Work to complete:
Each line of the entries below that holds "Instant" is needed, copied in full.

Records to process:
use crate::adapters::geojson::{read_layer, write_layer};
use crate::config::options::{parse_options, ParameterOptions};
use crate::config::toml_config::ConflateConfig;
use crate::core::conflation::{Conflation, ConflationParams};
use crate::core::feedback::{CancellationToken, ProgressFeedback};
use crate::core::sinks::MemorySinks;
use crate::domain::model::{ConflationOutput, GeometryType, InputLayers, Layer, OutputKind, RunStatus};
use crate::domain::ports::{Pipeline, Storage};
use crate::utils::error::{ConflateError, Result};
use chrono::{DateTime, Local};
use serde::{Deserialize, Serialize};
use std::collections::BTreeMap;
use std::path::Path;
use std::time::Instant;

/// 從 Storage 讀 GeoJSON、執行管線、寫回 GeoJSON 與執行摘要
pub struct FilePipeline<S: Storage> {
    storage: S,
    config: ConflateConfig,
    options: ParameterOptions,
    token: CancellationToken,
}

#[derive(Debug, Clone, PartialEq, Serialize, Deserialize)]
pub struct OutputSummary {
    pub path: String,
    pub features: usize,
}

/// 寫在輸出目錄中的執行摘要
#[derive(Debug, Clone, PartialEq, Serialize, Deserialize)]
pub struct RunSummary {
    pub run: String,
    pub status: RunStatus,
    pub outputs: BTreeMap<String, OutputSummary>,
    pub groups_processed: usize,
    pub empty_groups: Vec<String>,
    pub duration_ms: u64,
    pub finished_at: DateTime<Local>,
}

impl<S: Storage> FilePipeline<S> {
    /// 建立管線並讀取選項目錄（若有設定）
    pub fn new(storage: S, config: ConflateConfig) -> Result<Self> {
        let options = match config.options_dir() {
            Some(dir) => parse_options(dir)?,
            None => ParameterOptions::new(),
        };
        Ok(Self::with_options(storage, config, options))
    }

    pub fn with_options(storage: S, config: ConflateConfig, options: ParameterOptions) -> Self {
        Self {
            storage,
            config,
            options,
            token: CancellationToken::new(),
        }
    }

    /// 共用同一個取消旗標，例如交給 Ctrl-C 處理器
    pub fn cancellation_token(&self) -> CancellationToken {
        self.token.clone()
    }

    pub fn config(&self) -> &ConflateConfig {
        &self.config
    }

    /// 只讀取輸入並解析參數，不執行任何幾何運算也不寫檔
    pub async fn plan(&self) -> Result<ConflationParams> {
        let input = self.extract().await?;
        let params = self.config.conflation_params(&self.options, &input)?;
        Conflation::new(params.clone()).validate_inputs(&input.canals, &input.points)?;
        Ok(params)
    }

    async fn read_input(&self, path: &str, geometry_type: GeometryType) -> Result<Layer> {
        let bytes = self.storage.read_file(path).await?;
        let name = Path::new(path)
            .file_stem()
            .and_then(|s| s.to_str())
            .unwrap_or(path);
        read_layer(&bytes, name, geometry_type, &self.config.default_crs())
    }
}

#[async_trait::async_trait]
impl<S: Storage> Pipeline for FilePipeline<S> {
    async fn extract(&self) -> Result<InputLayers> {
        let canals = self
            .read_input(&self.config.input.canals, GeometryType::LineString)
            .await?;
        let points = self
            .read_input(&self.config.input.points, GeometryType::Point)
            .await?;
        Ok(InputLayers { canals, points })
    }

    async fn transform(&self, input: InputLayers) -> Result<ConflationOutput> {
        let params = self.config.conflation_params(&self.options, &input)?;
        tracing::debug!("Conflation parameters: {:?}", params);

        let token = self.token.clone();
        let started = Instant::now();
        let (result, layers) = tokio::task::spawn_blocking(move || {
            let feedback = ProgressFeedback::new(token);
            let mut sinks = MemorySinks::new();
            let result = Conflation::new(params).run(&input.canals, &input.points, &mut sinks, &feedback)?;
            Ok::<_, ConflateError>((result, sinks.into_layers()))
        })
        .await
        .map_err(|e| ConflateError::ProcessingError {
            stage: "conflation".to_string(),
            details: format!("worker task failed: {}", e),
        })??;

        Ok(ConflationOutput {
            result,
            layers,
            duration: started.elapsed(),
        })
    }

    async fn load(&self, output: ConflationOutput) -> Result<String> {
        let now = Local::now();
        let timestamp = now.format("%Y%m%d_%H%M%S").to_string();
        let out_dir = Path::new(&self.config.output.path);

        let mut outputs = BTreeMap::new();
        for kind in OutputKind::ALL {
            let Some(layer) = output.layers.get(&kind) else {
                continue;
            };
            let path = out_dir
                .join(self.config.output_filename(kind, &timestamp))
                .to_string_lossy()
                .into_owned();
            self.storage.write_file(&path, &write_layer(layer)?).await?;
            tracing::info!("📁 {} -> {} ({} features)", kind, path, layer.len());
            outputs.insert(
                kind.key().to_string(),
                OutputSummary {
                    path,
                    features: layer.len(),
                },
            );
        }

        let summary = RunSummary {
            run: self.config.run.name.clone(),
            status: output.result.status,
            outputs,
            groups_processed: output.result.groups_processed,
            empty_groups: output.result.empty_groups.clone(),
            duration_ms: output.duration.as_millis() as u64,
            finished_at: now,
        };
        let summary_path = out_dir
            .join(self.config.summary_filename(&timestamp))
            .to_string_lossy()
            .into_owned();
        self.storage
            .write_file(&summary_path, &serde_json::to_vec_pretty(&summary)?)
            .await?;

        if summary.status == RunStatus::Canceled {
            tracing::warn!("⚠️ Run canceled, {} of {} outputs written", summary.outputs.len(), OutputKind::ALL.len());
        }
        tracing::info!("📊 Summary: {}", serde_json::to_string(&summary)?);

        Ok(self.config.output.path.clone())
    }
}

Solution for this problem:
use std::time::Instant;
        let started = Instant::now();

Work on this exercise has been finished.